Task directions
Everything from the first line of the material below through the line containing "let config = CoreConfig::default();" must be retyped exactly, and nothing past it.

Data for processing
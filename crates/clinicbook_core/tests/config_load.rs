use clinicbook_core::{default_log_level, init_logging_from_config, ConfigError, CoreConfig};
use std::path::PathBuf;

#[test]
fn missing_file_yields_defaults() {
    let dir = tempfile::tempdir().unwrap();
    let config = CoreConfig::load(dir.path().join("absent.json")).unwrap();

    assert_eq!(config, CoreConfig::default());
    assert_eq!(config.log_level, default_log_level());
}

#[test]
fn file_values_override_defaults() {
    let dir = tempfile::tempdir().unwrap();
    let path = dir.path().join("clinicbook.json");
    std::fs::write(
        &path,
        r#"{ "log_level": "warn", "data_path": "/var/lib/clinicbook/registry.sqlite3" }"#,
    )
    .unwrap();

    let config = CoreConfig::load(&path).unwrap();
    assert_eq!(config.log_level, "warn");
    assert_eq!(
        config.data_path,
        PathBuf::from("/var/lib/clinicbook/registry.sqlite3")
    );
}

#[test]
fn malformed_json_is_reported() {
    let dir = tempfile::tempdir().unwrap();
    let path = dir.path().join("broken.json");
    std::fs::write(&path, "{ not json").unwrap();

    let err = CoreConfig::load(&path).unwrap_err();
    assert!(matches!(err, ConfigError::Parse(_)));
}

#[test]
fn logging_stays_off_without_log_dir() {
    let config = CoreConfig::default();
    assert!(!init_logging_from_config(&config).unwrap());
}
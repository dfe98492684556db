//! Hour-granular calendar slot.

use crate::model::fields::ValidationError;
use chrono::{NaiveDate, NaiveDateTime, Timelike};
use serde::{Deserialize, Serialize};
use std::fmt::{Display, Formatter};

const MAX_HOUR: u8 = 23;

/// Immutable `(date, hour)` pair.
///
/// Equality and hashing are structural over both components.
#[derive(Debug, Clone, Copy, PartialEq, Eq, Hash, PartialOrd, Ord, Serialize, Deserialize)]
#[serde(try_from = "RawTimeslot")]
pub struct Timeslot {
    date: NaiveDate,
    hour: u8,
}

#[derive(Deserialize)]
struct RawTimeslot {
    date: NaiveDate,
    hour: u8,
}

impl TryFrom<RawTimeslot> for Timeslot {
    type Error = ValidationError;

    fn try_from(value: RawTimeslot) -> Result<Self, Self::Error> {
        Self::new(value.date, value.hour)
    }
}

impl Timeslot {
    /// Creates a slot, rejecting hours outside `0..=23`.
    pub fn new(date: NaiveDate, hour: u8) -> Result<Self, ValidationError> {
        if hour > MAX_HOUR {
            return Err(ValidationError::InvalidTimeslotHour(hour));
        }
        Ok(Self { date, hour })
    }

    /// Floors a date-time to the slot containing it.
    pub fn of(date_time: NaiveDateTime) -> Self {
        Self {
            date: date_time.date(),
            // Timelike::hour is always < 24.
            hour: date_time.hour() as u8,
        }
    }

    pub fn date(&self) -> NaiveDate {
        self.date
    }

    pub fn hour(&self) -> u8 {
        self.hour
    }

    /// Same-slot check. Identical to `==` for timeslots.
    pub fn is_same_timeslot(&self, other: &Timeslot) -> bool {
        self == other
    }
}

impl Display for Timeslot {
    fn fmt(&self, f: &mut Formatter<'_>) -> std::fmt::Result {
        write!(f, "{} {:02}:00", self.date.format("%d-%m-%Y"), self.hour)
    }
}
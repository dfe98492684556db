#![allow(dead_code)]

use clinicbook_core::{
    parse_date_time, Address, AddressBook, Appointment, Email, ModelManager, Name, Nric, Person,
    Phone, Tag,
};
use chrono::NaiveDateTime;

pub fn person(name: &str, phone: &str) -> Person {
    Person::new(
        Name::new(name).unwrap(),
        Phone::new(phone).unwrap(),
        Email::new(format!("{}@example.com", name.split_whitespace().next().unwrap().to_lowercase()))
            .unwrap(),
        Nric::new("S1234567A").unwrap(),
        Address::new("123, Jurong West Ave 6, #08-111").unwrap(),
        [Tag::new("friends").unwrap()],
    )
}

pub fn alice() -> Person {
    person("Alice Pauline", "94351253")
}

pub fn benson() -> Person {
    person("Benson Meier", "98765432")
}

pub fn carl() -> Person {
    person("Carl Kurz", "95352563")
}

pub fn at(raw: &str) -> NaiveDateTime {
    parse_date_time(raw).unwrap()
}

pub fn appointment_for(owner: &Person, description: &str, raw_date_time: &str) -> Appointment {
    Appointment::new(owner.id(), description, at(raw_date_time)).unwrap()
}

/// Alice, Benson and Carl, in that order, without appointments.
pub fn typical_address_book() -> AddressBook {
    AddressBook::from_persons(vec![alice(), benson(), carl()]).unwrap()
}

/// Typical book where the first person owns ("one", 02-01-2024 12:00).
pub fn model_with_alice_appointment() -> ModelManager {
    let mut first = alice();
    let appointment = appointment_for(&first, "one", "02-01-2024 12:00");
    first.add_appointment(appointment);
    let book = AddressBook::from_persons(vec![first, benson(), carl()]).unwrap();
    ModelManager::new(book)
}
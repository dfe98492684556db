//! Process-wide logging bootstrap.
//!
//! # Responsibility
//! - Start file-based rolling logs at most once per process.
//! - Capture panics as sanitized log events.
//!
//! # Invariants
//! - Re-initializing with the same level and directory is a no-op.
//! - Re-initializing with a different level or directory is rejected.
//! - Initialization never panics.
//! - Log events carry metadata only; person fields are never logged.

use crate::config::CoreConfig;
use flexi_logger::{Cleanup, Criterion, FileSpec, Logger, LoggerHandle, Naming, WriteMode};
use log::{error, info};
use once_cell::sync::OnceCell;
use std::path::{Path, PathBuf};

const LOG_FILE_BASENAME: &str = "clinicbook";
const ROTATE_AT_BYTES: u64 = 10 * 1024 * 1024;
const KEEP_LOG_FILES: usize = 5;
const PANIC_PAYLOAD_LIMIT: usize = 160;

static ACTIVE: OnceCell<ActiveLogger> = OnceCell::new();
static PANIC_HOOK: OnceCell<()> = OnceCell::new();

struct ActiveLogger {
    level: LogLevel,
    log_dir: PathBuf,
    _handle: LoggerHandle,
}

#[derive(Debug, Clone, Copy, PartialEq, Eq)]
enum LogLevel {
    Trace,
    Debug,
    Info,
    Warn,
    Error,
}

impl LogLevel {
    fn parse(raw: &str) -> Result<Self, String> {
        match raw.trim().to_ascii_lowercase().as_str() {
            "trace" => Ok(Self::Trace),
            "debug" => Ok(Self::Debug),
            "info" => Ok(Self::Info),
            "warn" | "warning" => Ok(Self::Warn),
            "error" => Ok(Self::Error),
            other => Err(format!(
                "unsupported log level `{other}`; expected trace|debug|info|warn|error"
            )),
        }
    }

    fn as_str(self) -> &'static str {
        match self {
            Self::Trace => "trace",
            Self::Debug => "debug",
            Self::Info => "info",
            Self::Warn => "warn",
            Self::Error => "error",
        }
    }
}

/// Starts rolling file logs under `log_dir` at `level`.
///
/// # Errors
/// - Unsupported `level`, or `log_dir` empty / relative / not creatable.
/// - Logging already active with a different level or directory.
/// - Logger backend failed to start.
pub fn init_logging(level: &str, log_dir: &str) -> Result<(), String> {
    let level = LogLevel::parse(level)?;
    let log_dir = absolute_dir(log_dir)?;

    let active = ACTIVE.get_or_try_init(|| start(level, &log_dir))?;
    if active.log_dir != log_dir {
        return Err(format!(
            "logging already initialized at `{}`; refusing to switch to `{}`",
            active.log_dir.display(),
            log_dir.display()
        ));
    }
    if active.level != level {
        return Err(format!(
            "logging already initialized with level `{}`; refusing to switch to `{}`",
            active.level.as_str(),
            level.as_str()
        ));
    }
    Ok(())
}

/// Starts logging from `config`.
///
/// Returns `Ok(false)` without touching the logger when `log_dir` is unset.
pub fn init_logging_from_config(config: &CoreConfig) -> Result<bool, String> {
    let Some(log_dir) = config.log_dir.as_deref() else {
        return Ok(false);
    };
    let log_dir = log_dir
        .to_str()
        .ok_or_else(|| format!("log_dir `{}` is not valid UTF-8", log_dir.display()))?;
    init_logging(&config.log_level, log_dir)?;
    Ok(true)
}

/// Active `(level, log_dir)`, or `None` before initialization.
pub fn logging_status() -> Option<(&'static str, PathBuf)> {
    ACTIVE
        .get()
        .map(|active| (active.level.as_str(), active.log_dir.clone()))
}

/// `debug` for debug builds, `info` for release builds.
pub fn default_log_level() -> &'static str {
    if cfg!(debug_assertions) {
        "debug"
    } else {
        "info"
    }
}

fn start(level: LogLevel, log_dir: &Path) -> Result<ActiveLogger, String> {
    std::fs::create_dir_all(log_dir).map_err(|err| {
        format!(
            "failed to create log directory `{}`: {err}",
            log_dir.display()
        )
    })?;

    let handle = Logger::try_with_str(level.as_str())
        .map_err(|err| format!("invalid log level `{}`: {err}", level.as_str()))?
        .log_to_file(
            FileSpec::default()
                .directory(log_dir)
                .basename(LOG_FILE_BASENAME),
        )
        .rotate(
            Criterion::Size(ROTATE_AT_BYTES),
            Naming::Numbers,
            Cleanup::KeepLogFiles(KEEP_LOG_FILES),
        )
        .write_mode(WriteMode::BufferAndFlush)
        .append()
        .format_for_files(flexi_logger::detailed_format)
        .start()
        .map_err(|err| format!("failed to start logger: {err}"))?;

    install_panic_hook();
    info!(
        "event=core_init module=core status=ok platform={} version={} level={} log_dir={}",
        std::env::consts::OS,
        env!("CARGO_PKG_VERSION"),
        level.as_str(),
        log_dir.display()
    );

    Ok(ActiveLogger {
        level,
        log_dir: log_dir.to_path_buf(),
        _handle: handle,
    })
}

fn absolute_dir(raw: &str) -> Result<PathBuf, String> {
    let trimmed = raw.trim();
    if trimmed.is_empty() {
        return Err("log_dir cannot be empty".to_string());
    }
    let path = PathBuf::from(trimmed);
    if !path.is_absolute() {
        return Err(format!("log_dir must be an absolute path, got `{trimmed}`"));
    }
    Ok(path)
}

fn install_panic_hook() {
    if PANIC_HOOK.set(()).is_err() {
        return;
    }

    let previous = std::panic::take_hook();
    std::panic::set_hook(Box::new(move |panic_info| {
        let location = panic_info
            .location()
            .map(|loc| format!("{}:{}", loc.file(), loc.line()))
            .unwrap_or_else(|| "unknown".to_string());
        let payload = if let Some(message) = panic_info.payload().downcast_ref::<&str>() {
            (*message).to_string()
        } else if let Some(message) = panic_info.payload().downcast_ref::<String>() {
            message.clone()
        } else {
            "non-string panic payload".to_string()
        };
        error!(
            "event=panic_captured module=core status=error location={} payload={}",
            location,
            single_line(&payload, PANIC_PAYLOAD_LIMIT)
        );
        previous(panic_info);
    }));
}

/// Flattens newlines and caps length so payloads cannot forge log lines.
fn single_line(value: &str, max_chars: usize) -> String {
    let flattened = value.replace(['\n', '\r'], " ");
    let mut capped = flattened.chars().take(max_chars).collect::<String>();
    if flattened.chars().count() > max_chars {
        capped.push_str("...");
    }
    capped
}
//! Domain model for patients and their appointments.
//!
//! # Responsibility
//! - Define self-validating value objects and the person/appointment entities.
//! - Own the identity rules used by duplicate detection.
//!
//! # Invariants
//! - Values are validated once, at construction.
//! - A person exclusively owns its appointments; there is no second index.

pub mod appointment;
pub mod fields;
pub mod person;
pub mod timeslot;
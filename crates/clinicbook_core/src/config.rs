//! Core runtime configuration.
//!
//! # Responsibility
//! - Describe logging and storage settings for an embedding binary.
//! - Load them from an optional JSON file with documented defaults.
//!
//! # Invariants
//! - A missing config file yields `CoreConfig::default()`.
//! - Loaded configs are validated before being returned.

use crate::logging::default_log_level;
use serde::{Deserialize, Serialize};
use std::error::Error;
use std::fmt::{Display, Formatter};
use std::io::ErrorKind;
use std::path::{Path, PathBuf};

const DEFAULT_DATA_PATH: &str = "data/clinicbook.sqlite3";

pub type ConfigResult<T> = Result<T, ConfigError>;

#[derive(Debug)]
pub enum ConfigError {
    Io { path: PathBuf, source: std::io::Error },
    Parse(serde_json::Error),
    Invalid(String),
}

impl Display for ConfigError {
    fn fmt(&self, f: &mut Formatter<'_>) -> std::fmt::Result {
        match self {
            Self::Io { path, source } => {
                write!(f, "failed to read config `{}`: {source}", path.display())
            }
            Self::Parse(err) => write!(f, "invalid config json: {err}"),
            Self::Invalid(message) => write!(f, "invalid config: {message}"),
        }
    }
}

impl Error for ConfigError {
    fn source(&self) -> Option<&(dyn Error + 'static)> {
        match self {
            Self::Io { source, .. } => Some(source),
            Self::Parse(err) => Some(err),
            Self::Invalid(_) => None,
        }
    }
}

impl From<serde_json::Error> for ConfigError {
    fn from(value: serde_json::Error) -> Self {
        Self::Parse(value)
    }
}

/// Settings consumed by `init_logging` and the storage adapter.
#[derive(Debug, Clone, PartialEq, Eq, Serialize, Deserialize)]
#[serde(default, deny_unknown_fields)]
pub struct CoreConfig {
    /// One of `trace|debug|info|warn|error`.
    pub log_level: String,
    /// Absolute directory for rolling log files. Logging stays off when unset.
    pub log_dir: Option<PathBuf>,
    /// Registry database file.
    pub data_path: PathBuf,
}

impl Default for CoreConfig {
    fn default() -> Self {
        Self {
            log_level: default_log_level().to_string(),
            log_dir: None,
            data_path: PathBuf::from(DEFAULT_DATA_PATH),
        }
    }
}

impl CoreConfig {
    /// Loads config from `path`, falling back to defaults when it is absent.
    pub fn load(path: impl AsRef<Path>) -> ConfigResult<Self> {
        let path = path.as_ref();
        match std::fs::read_to_string(path) {
            Ok(raw) => Self::from_json_str(&raw),
            Err(err) if err.kind() == ErrorKind::NotFound => Ok(Self::default()),
            Err(source) => Err(ConfigError::Io {
                path: path.to_path_buf(),
                source,
            }),
        }
    }

    pub fn from_json_str(raw: &str) -> ConfigResult<Self> {
        let config: Self = serde_json::from_str(raw)?;
        config.validate()?;
        Ok(config)
    }

    pub fn validate(&self) -> ConfigResult<()> {
        if self.log_level.trim().is_empty() {
            return Err(ConfigError::Invalid("log_level cannot be blank".to_string()));
        }
        if self.data_path.as_os_str().is_empty() {
            return Err(ConfigError::Invalid("data_path cannot be empty".to_string()));
        }
        Ok(())
    }
}

#[cfg(test)]
mod tests {
    use super::{ConfigError, CoreConfig};

    #[test]
    fn partial_json_keeps_defaults_for_missing_fields() {
        let config = CoreConfig::from_json_str(r#"{ "log_level": "warn" }"#).unwrap();
        assert_eq!(config.log_level, "warn");
        assert_eq!(config.data_path, CoreConfig::default().data_path);
        assert_eq!(config.log_dir, None);
    }

    #[test]
    fn blank_level_is_rejected() {
        let err = CoreConfig::from_json_str(r#"{ "log_level": "  " }"#).unwrap_err();
        assert!(matches!(err, ConfigError::Invalid(_)));
    }

    #[test]
    fn unknown_fields_are_rejected() {
        let err = CoreConfig::from_json_str(r#"{ "colour": "blue" }"#).unwrap_err();
        assert!(matches!(err, ConfigError::Parse(_)));
    }
}
/// Position into a displayed list.
///
/// Stored zero-based; user-facing values are one-based, so `0` is not a valid
/// one-based index.
#[derive(Debug, Clone, Copy, PartialEq, Eq, Hash, PartialOrd, Ord)]
pub struct Index(usize);

impl Index {
    pub fn from_zero_based(zero_based: usize) -> Self {
        Self(zero_based)
    }

    /// Returns `None` for `0`.
    pub fn from_one_based(one_based: usize) -> Option<Self> {
        one_based.checked_sub(1).map(Self)
    }

    pub fn zero_based(self) -> usize {
        self.0
    }

    pub fn one_based(self) -> usize {
        self.0 + 1
    }
}

#[cfg(test)]
mod tests {
    use super::Index;

    #[test]
    fn converts_between_bases() {
        let index = Index::from_one_based(3).unwrap();
        assert_eq!(index.zero_based(), 2);
        assert_eq!(index.one_based(), 3);
        assert_eq!(Index::from_zero_based(2), index);
        assert_eq!(Index::from_one_based(0), None);
    }
}
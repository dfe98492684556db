//! Authoritative person collection.
//!
//! # Responsibility
//! - Enforce the global duplicate-person invariant on every mutation.
//! - Offer full enumeration and replacement for persistence adapters.
//!
//! # Invariants
//! - No two stored persons are weakly the same (equal names).

pub mod address_book;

Result
filename crates/clinicbook_core/tests/config_load.rs
use clinicbook_core::{default_log_level, init_logging_from_config, ConfigError, CoreConfig};
use std::path::PathBuf;

#[test]
fn missing_file_yields_defaults() {
    let dir = tempfile::tempdir().unwrap();
    let config = CoreConfig::load(dir.path().join("absent.json")).unwrap();

    assert_eq!(config, CoreConfig::default());
    assert_eq!(config.log_level, default_log_level());
}

#[test]
fn file_values_override_defaults() {
    let dir = tempfile::tempdir().unwrap();
    let path = dir.path().join("clinicbook.json");
    std::fs::write(
        &path,
        r#"{ "log_level": "warn", "data_path": "/var/lib/clinicbook/registry.sqlite3" }"#,
    )
    .unwrap();

    let config = CoreConfig::load(&path).unwrap();
    assert_eq!(config.log_level, "warn");
    assert_eq!(
        config.data_path,
        PathBuf::from("/var/lib/clinicbook/registry.sqlite3")
    );
}

#[test]
fn malformed_json_is_reported() {
    let dir = tempfile::tempdir().unwrap();
    let path = dir.path().join("broken.json");
    std::fs::write(&path, "{ not json").unwrap();

    let err = CoreConfig::load(&path).unwrap_err();
    assert!(matches!(err, ConfigError::Parse(_)));
}

#[test]
fn logging_stays_off_without_log_dir() {
    let config = CoreConfig::default();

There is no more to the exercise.